Pershing Square, located in downtown Los Angeles, may be the closest thing Angelenos have to a city center. The park may only encompass a mere city block, bounded by fifth and sixth streets to the north and south, and Olive and Hill to the west and east, but it is one of the few green spaces in downtown. Literally part of the city’s first settlement, as long as Los Angeles has survived, so too has this park.
Los Angeles literally grew up around the square. The area has always seemed to attract development, first as a tent camp in the 1850s, and later as a traditional Spanish plaza after 1866. Undergoing several name changes in the next few years, including Sixth Street, Los Angeles, or Central Park, the space hosted speakers and musicians, as well as numerous pleasure seekers.

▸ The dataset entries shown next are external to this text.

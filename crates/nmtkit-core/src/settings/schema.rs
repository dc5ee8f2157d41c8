//! Settings schemas shared by nmtkit-based services.
//!
//! Services embed these sections in their own settings struct and load the
//! whole thing with [`load_settings`](crate::settings::load_settings):
//!
//! ```rust
//! use nmtkit_core::settings::{AuthSettings, LoggingSettings};
//! use serde::Deserialize;
//!
//! #[derive(Deserialize)]
//! struct AppSettings {
//!     auth: AuthSettings,
//!     #[serde(default)]
//!     logging: LoggingSettings,
//! }
//!
//! let yaml = r#"
//! auth:
//!   swagger_token_url: https://id.example.com/token
//!   id_providers: {}
//! "#;
//! let settings: AppSettings = serde_yaml::from_str(yaml).unwrap();
//! assert!(settings.auth.incoming.clients.is_empty());
//! assert_eq!(settings.logging.level, "INFO");
//! ```
//!
//! Maps are insertion-ordered: provider, client and API key lookups walk them
//! in the order they appear in the configuration files.

use indexmap::IndexMap;
use serde::{Deserialize, Serialize};

use crate::logging::DEFAULT_FORMAT;

/// Insertion-ordered map used for every named settings collection.
pub type SettingsMap<V> = IndexMap<String, V>;

// ============================================================================
// Identity providers
// ============================================================================

/// An identity provider that issues the tokens presented to (or requested by) a service.
#[derive(Clone, Debug, PartialEq, Serialize, Deserialize)]
#[serde(default)]
pub struct IdProvider {
    /// Provider type. Only `"jwks"` is understood by the authenticator.
    #[serde(rename = "type")]
    pub kind: String,
    /// Regex searched in a token's `iss` claim to select this provider.
    pub issuer_regex: String,
    /// JWKS endpoint with the provider's signing keys.
    pub jwks_endpoint: String,
    /// OAuth2 token endpoint used for outgoing client credentials.
    pub token_endpoint: String,
    /// Whether token introspection is enabled.
    pub introspection_enabled: bool,
    /// Token introspection endpoint.
    pub introspection_endpoint: String,
    /// Whether key ID verification is enabled.
    pub keyid_enabled: bool,
    /// Key ID verification endpoint.
    pub keyid_endpoint: String,
}

impl Default for IdProvider {
    fn default() -> Self {
        Self {
            kind: "jwks".to_string(),
            issuer_regex: "__REAL_REGEX_GOES_HERE__".to_string(),
            jwks_endpoint: "http://localhost/jwks".to_string(),
            token_endpoint: "http://localhost/token".to_string(),
            introspection_enabled: false,
            introspection_endpoint: "http://localhost/introspection".to_string(),
            keyid_enabled: false,
            keyid_endpoint: "http://localhost/keyid".to_string(),
        }
    }
}

// ============================================================================
// ACLs
// ============================================================================

/// Access to the sections whose names match a regex.
#[derive(Clone, Debug, PartialEq, Eq, Serialize, Deserialize)]
pub struct SectionAcl {
    /// Regex matched against the start of a section name. Empty matches every section.
    pub section_regex: String,
    /// Granted permissions, e.g. `["read", "write"]`, or `["*"]` for everything.
    pub permissions: Vec<String>,
}

impl SectionAcl {
    /// Convenience constructor.
    pub fn new<S: Into<String>>(section_regex: S, permissions: &[&str]) -> Self {
        Self {
            section_regex: section_regex.into(),
            permissions: permissions.iter().map(|p| p.to_string()).collect(),
        }
    }
}

// ============================================================================
// Incoming auth
// ============================================================================

/// An OAuth2 client allowed to call this service.
#[derive(Clone, Debug, Default, PartialEq, Serialize, Deserialize)]
pub struct IncomingAuthClient {
    /// Contact for the client's owner.
    #[serde(default)]
    pub contact: String,
    /// Free-form notes.
    #[serde(default)]
    pub memo: String,
    /// Name of the identity provider that issues this client's tokens.
    pub provider: String,
    /// Claims that must all be present with exactly these values.
    #[serde(default)]
    pub claims: SettingsMap<String>,
    /// ACLs granted to the client.
    #[serde(default)]
    pub acls: Vec<SectionAcl>,
}

/// An API key allowed to call this service.
#[derive(Clone, Debug, PartialEq, Serialize, Deserialize)]
pub struct IncomingAuthApiKey {
    /// Contact for the key's owner.
    #[serde(default)]
    pub contact: String,
    /// Free-form notes.
    #[serde(default)]
    pub memo: String,
    /// Hash algorithm of [`hash`](Self::hash).
    #[serde(default = "default_api_key_algo")]
    pub algo: String,
    /// Stored hash of the key (PHC string for argon2).
    #[serde(default)]
    pub hash: String,
    /// ACLs granted to the key.
    #[serde(default)]
    pub acls: Vec<SectionAcl>,
}

fn default_api_key_algo() -> String {
    "argon2".to_string()
}

impl Default for IncomingAuthApiKey {
    fn default() -> Self {
        Self {
            contact: String::new(),
            memo: String::new(),
            algo: default_api_key_algo(),
            hash: String::new(),
            acls: Vec::new(),
        }
    }
}

/// Principals that may call this service.
#[derive(Clone, Debug, Default, PartialEq, Serialize, Deserialize)]
#[serde(default)]
pub struct IncomingAuthSettings {
    /// OAuth2 clients, by name.
    pub clients: SettingsMap<IncomingAuthClient>,
    /// API keys, by name.
    pub api_keys: SettingsMap<IncomingAuthApiKey>,
}

// ============================================================================
// Outgoing auth
// ============================================================================

/// OAuth2 client credentials this service uses to call others.
#[derive(Clone, Debug, PartialEq, Serialize, Deserialize)]
pub struct OutgoingAuthClient {
    /// Contact for the client registration.
    #[serde(default)]
    pub contact: String,
    /// Free-form notes.
    #[serde(default)]
    pub memo: String,
    /// Name of the identity provider holding the token endpoint.
    pub provider: String,
    /// OAuth2 client ID.
    pub client_id: String,
    /// OAuth2 client secret.
    pub client_secret: String,
    /// `client_secret_basic` or `client_secret_post`.
    #[serde(default = "default_token_endpoint_auth_method")]
    pub token_endpoint_auth_method: String,
    /// Seconds an acquired token stays in the app cache.
    #[serde(default = "default_cache_ttl")]
    pub cache_ttl: u64,
}

fn default_token_endpoint_auth_method() -> String {
    "client_secret_basic".to_string()
}

fn default_cache_ttl() -> u64 {
    600
}

impl Default for OutgoingAuthClient {
    fn default() -> Self {
        Self {
            contact: String::new(),
            memo: String::new(),
            provider: String::new(),
            client_id: String::new(),
            client_secret: String::new(),
            token_endpoint_auth_method: default_token_endpoint_auth_method(),
            cache_ttl: default_cache_ttl(),
        }
    }
}

/// Static headers this service sends to another service.
#[derive(Clone, Debug, Default, PartialEq, Serialize, Deserialize)]
#[serde(default)]
pub struct OutgoingAuthHeaders {
    /// Contact for the credential's owner.
    pub contact: String,
    /// Free-form notes.
    pub memo: String,
    /// Headers added to every request. May be empty when no auth is needed.
    pub headers: SettingsMap<String>,
}

/// Credentials used when calling discovered services.
#[derive(Clone, Debug, Default, PartialEq, Serialize, Deserialize)]
#[serde(default)]
pub struct OutgoingAuthSettings {
    /// OAuth2 clients, by name.
    pub clients: SettingsMap<OutgoingAuthClient>,
    /// Static header sets, by name.
    pub headers: SettingsMap<OutgoingAuthHeaders>,
}

/// The `auth` section of a service's configuration.
#[derive(Clone, Debug, Default, PartialEq, Serialize, Deserialize)]
pub struct AuthSettings {
    /// Token URL advertised in the OpenAPI client-credentials security scheme.
    #[serde(default)]
    pub swagger_token_url: String,
    /// Identity providers, by name.
    #[serde(default)]
    pub id_providers: SettingsMap<IdProvider>,
    /// Principals allowed to call this service.
    #[serde(default)]
    pub incoming: IncomingAuthSettings,
    /// Credentials for calling other services.
    #[serde(default)]
    pub outgoing: OutgoingAuthSettings,
}

// ============================================================================
// Service discovery
// ============================================================================

/// How a client authenticates to a discovered service.
#[derive(Clone, Copy, Debug, Default, PartialEq, Eq, Serialize, Deserialize)]
#[serde(rename_all = "snake_case")]
pub enum AuthMethod {
    /// No authentication.
    #[default]
    None,
    /// OAuth2 client credentials grant, see [`OutgoingAuthClient`].
    ClientCredentials,
    /// Static headers, see [`OutgoingAuthHeaders`].
    Headers,
}

/// An upstream service this service talks to.
#[derive(Clone, Debug, PartialEq, Serialize, Deserialize)]
pub struct DiscoveredService {
    /// Base URL prefixed to every request path.
    pub base_url: String,
    /// How to authenticate.
    #[serde(default)]
    pub auth_method: AuthMethod,
    /// Name of the outgoing client or header set used for auth.
    #[serde(default)]
    pub auth_principal: String,
    /// OAuth2 scope requested with client credentials.
    #[serde(default)]
    pub scope: Option<String>,
    /// Total request timeout, in seconds.
    #[serde(default = "default_timeout")]
    pub timeout: f64,
    /// Connect timeout, in seconds.
    #[serde(default = "default_connect_timeout")]
    pub connect_timeout: f64,
    /// Retries on connection failures.
    #[serde(default)]
    pub retries: u32,
    /// Headers sent with every request.
    #[serde(default)]
    pub headers: SettingsMap<String>,
}

fn default_timeout() -> f64 {
    10.0
}

fn default_connect_timeout() -> f64 {
    5.0
}

impl DiscoveredService {
    /// A service reachable at `base_url` with default timeouts and no auth.
    pub fn new<S: Into<String>>(base_url: S) -> Self {
        Self {
            base_url: base_url.into(),
            auth_method: AuthMethod::None,
            auth_principal: String::new(),
            scope: None,
            timeout: default_timeout(),
            connect_timeout: default_connect_timeout(),
            retries: 0,
            headers: SettingsMap::new(),
        }
    }
}

/// The `discovery` section of a service's configuration.
#[derive(Clone, Debug, Default, PartialEq, Serialize, Deserialize)]
#[serde(default)]
pub struct ServiceDiscoverySettings {
    /// Upstream services, by name.
    pub services: SettingsMap<DiscoveredService>,
}

// ============================================================================
// Logging
// ============================================================================

/// Level override for one log target.
#[derive(Clone, Debug, PartialEq, Eq, Serialize, Deserialize)]
pub struct LoggerSettings {
    /// Target (module path) the level applies to.
    pub name: String,
    /// Level name, e.g. `"DEBUG"`.
    pub level: String,
}

/// The `logging` section of a service's configuration.
#[derive(Clone, Debug, PartialEq, Eq, Serialize, Deserialize)]
#[serde(default)]
pub struct LoggingSettings {
    /// Root level name.
    pub level: String,
    /// Line template, see [`crate::logging`].
    pub format: String,
    /// Per-target level overrides.
    pub loggers: Vec<LoggerSettings>,
}

impl Default for LoggingSettings {
    fn default() -> Self {
        Self {
            level: "INFO".to_string(),
            format: DEFAULT_FORMAT.to_string(),
            loggers: Vec::new(),
        }
    }
}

In 1911, the park was renovated by famed architect John Parkinson, who added a fountain. With the end of World War I in 1918, LA renamed the park for the final time after military hero John Pershing: Pershing Square. Yet during the intervening decades, as more residents moved to the suburbs, and the park was eviscerated to build an underground parking lot, the square fell into disrepair.

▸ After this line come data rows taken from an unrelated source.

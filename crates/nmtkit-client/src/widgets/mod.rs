//! Repository for the upstream widgets API.
//!
//! A worked example of a repository layer: typed requests to one discovered
//! service, failures reported as [`UpstreamResponseError`](nmtkit_core::UpstreamResponseError).

mod repository;
mod schemas;

pub use repository::WidgetApiRepository;
pub use schemas::{WidgetCreate, WidgetRead, WidgetZap, WidgetZapTask};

Yet with the help of a renovation in the 1990s, and an uptick in urban renewal, the park is on a comeback. There is a farmers' market on Wednesdays, a concert series during the summer (10,000 Maniacs play tonight with the Sultans of Mambo), and ice skating during the winter.

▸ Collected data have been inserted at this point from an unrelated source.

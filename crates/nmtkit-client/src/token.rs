//! OAuth2 client credentials tokens.

use nmtkit_core::settings::OutgoingAuthClient;
use reqwest::header::ACCEPT;
use serde::{Deserialize, Serialize};
use serde_json::Value;

use crate::error::{Error, Result};

/// Send the client ID and secret as HTTP basic auth.
pub const CLIENT_SECRET_BASIC: &str = "client_secret_basic";

/// Send the client ID and secret as form fields.
pub const CLIENT_SECRET_POST: &str = "client_secret_post";

/// Seconds before `expires_at` at which a token already counts as expired.
pub const EXPIRY_LEEWAY_SECS: i64 = 60;

/// An access token from a token endpoint.
#[derive(Clone, Debug, PartialEq, Eq, Serialize, Deserialize)]
pub struct OAuthToken {
    /// The bearer token.
    pub access_token: String,
    /// Token type, normally `Bearer`.
    #[serde(default = "default_token_type")]
    pub token_type: String,
    /// Lifetime in seconds, as issued.
    #[serde(default, skip_serializing_if = "Option::is_none")]
    pub expires_in: Option<i64>,
    /// Expiry as a Unix timestamp, derived from `expires_in` on receipt.
    #[serde(default, skip_serializing_if = "Option::is_none")]
    pub expires_at: Option<i64>,
    /// Granted scope.
    #[serde(default, skip_serializing_if = "Option::is_none")]
    pub scope: Option<String>,
}

fn default_token_type() -> String {
    "Bearer".to_string()
}

impl OAuthToken {
    /// Whether the token expires within [`EXPIRY_LEEWAY_SECS`] from now.
    ///
    /// A token without a known expiry never expires.
    pub fn is_expired(&self) -> bool {
        self.is_expired_at(chrono::Utc::now().timestamp())
    }

    /// Whether the token counts as expired at Unix time `now`.
    pub fn is_expired_at(&self, now: i64) -> bool {
        self.expires_at
            .is_some_and(|expires_at| expires_at < now.saturating_add(EXPIRY_LEEWAY_SECS))
    }

    /// `Authorization` header value for this token.
    pub fn authorization(&self) -> String {
        format!("Bearer {}", self.access_token)
    }

    /// Derive `expires_at` from `expires_in` received at Unix time `now`.
    ///
    /// Lifetimes past the end of `i64` time saturate. A negative lifetime is
    /// rejected.
    fn stamp_expiry(&mut self, now: i64) -> Result<()> {
        if self.expires_at.is_some() {
            return Ok(());
        }
        match self.expires_in {
            Some(secs) if secs < 0 => Err(Error::InvalidTokenResponse(format!(
                "negative expires_in: {secs}"
            ))),
            Some(secs) => {
                self.expires_at = Some(now.saturating_add(secs));
                Ok(())
            }
            None => Ok(()),
        }
    }
}

#[derive(Deserialize)]
struct OAuthErrorBody {
    error: String,
    #[serde(default)]
    error_description: Option<String>,
}

/// Request a token from `endpoint` with the client credentials grant.
///
/// Authenticates as `client` using its `token_endpoint_auth_method`. OAuth2 error
/// responses become [`Error::OAuth`].
pub async fn fetch_client_credentials_token(
    http: &reqwest::Client,
    endpoint: &str,
    client: &OutgoingAuthClient,
    scope: Option<&str>,
) -> Result<OAuthToken> {
    let mut form = vec![("grant_type", "client_credentials")];
    if let Some(scope) = scope {
        form.push(("scope", scope));
    }

    let request = match client.token_endpoint_auth_method.as_str() {
        CLIENT_SECRET_BASIC => http
            .post(endpoint)
            .basic_auth(&client.client_id, Some(&client.client_secret)),
        CLIENT_SECRET_POST => {
            form.push(("client_id", client.client_id.as_str()));
            form.push(("client_secret", client.client_secret.as_str()));
            http.post(endpoint)
        }
        other => return Err(Error::UnsupportedAuthMethod(other.to_string())),
    };

    log::debug!(
        "Requesting client credentials token for '{}' from {endpoint}",
        client.client_id
    );
    let response = request
        .header(ACCEPT, "application/json")
        .form(&form)
        .send()
        .await?;
    let status = response.status();
    let body = response.bytes().await?;

    let parsed = serde_json::from_slice::<Value>(&body).ok();
    if let Some(oauth_error) = parsed
        .as_ref()
        .filter(|v| v.get("error").is_some())
        .and_then(|v| OAuthErrorBody::deserialize(v).ok())
    {
        return Err(Error::OAuth {
            error: oauth_error.error,
            description: oauth_error.error_description.unwrap_or_default(),
        });
    }

    if !status.is_success() {
        return Err(Error::TokenEndpoint {
            status: status.as_u16(),
            body: String::from_utf8_lossy(&body).into_owned(),
        });
    }

    let mut token: OAuthToken = serde_json::from_slice(&body)?;
    token.stamp_expiry(chrono::Utc::now().timestamp())?;
    Ok(token)
}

Many downtown residents relax by the fountain at the south of the park, or take in the sculptures by the park’s eastern edge. There is a still a robust transient population, but they happily share the park with dog-walkers and the occasional tourist.
On the Sunday afternoon I visited, the park was quiet. This was the first time my girlfriend, a native Angeleno, had been to the park—like many, she was warned of its danger early and often. Yet this danger did not seem to faze the men resting by the side of the fountain, or the neighbors walking their dogs. Whether loved or reviled, embraced or neglected, like the city itself, this park has stayed put pretty well.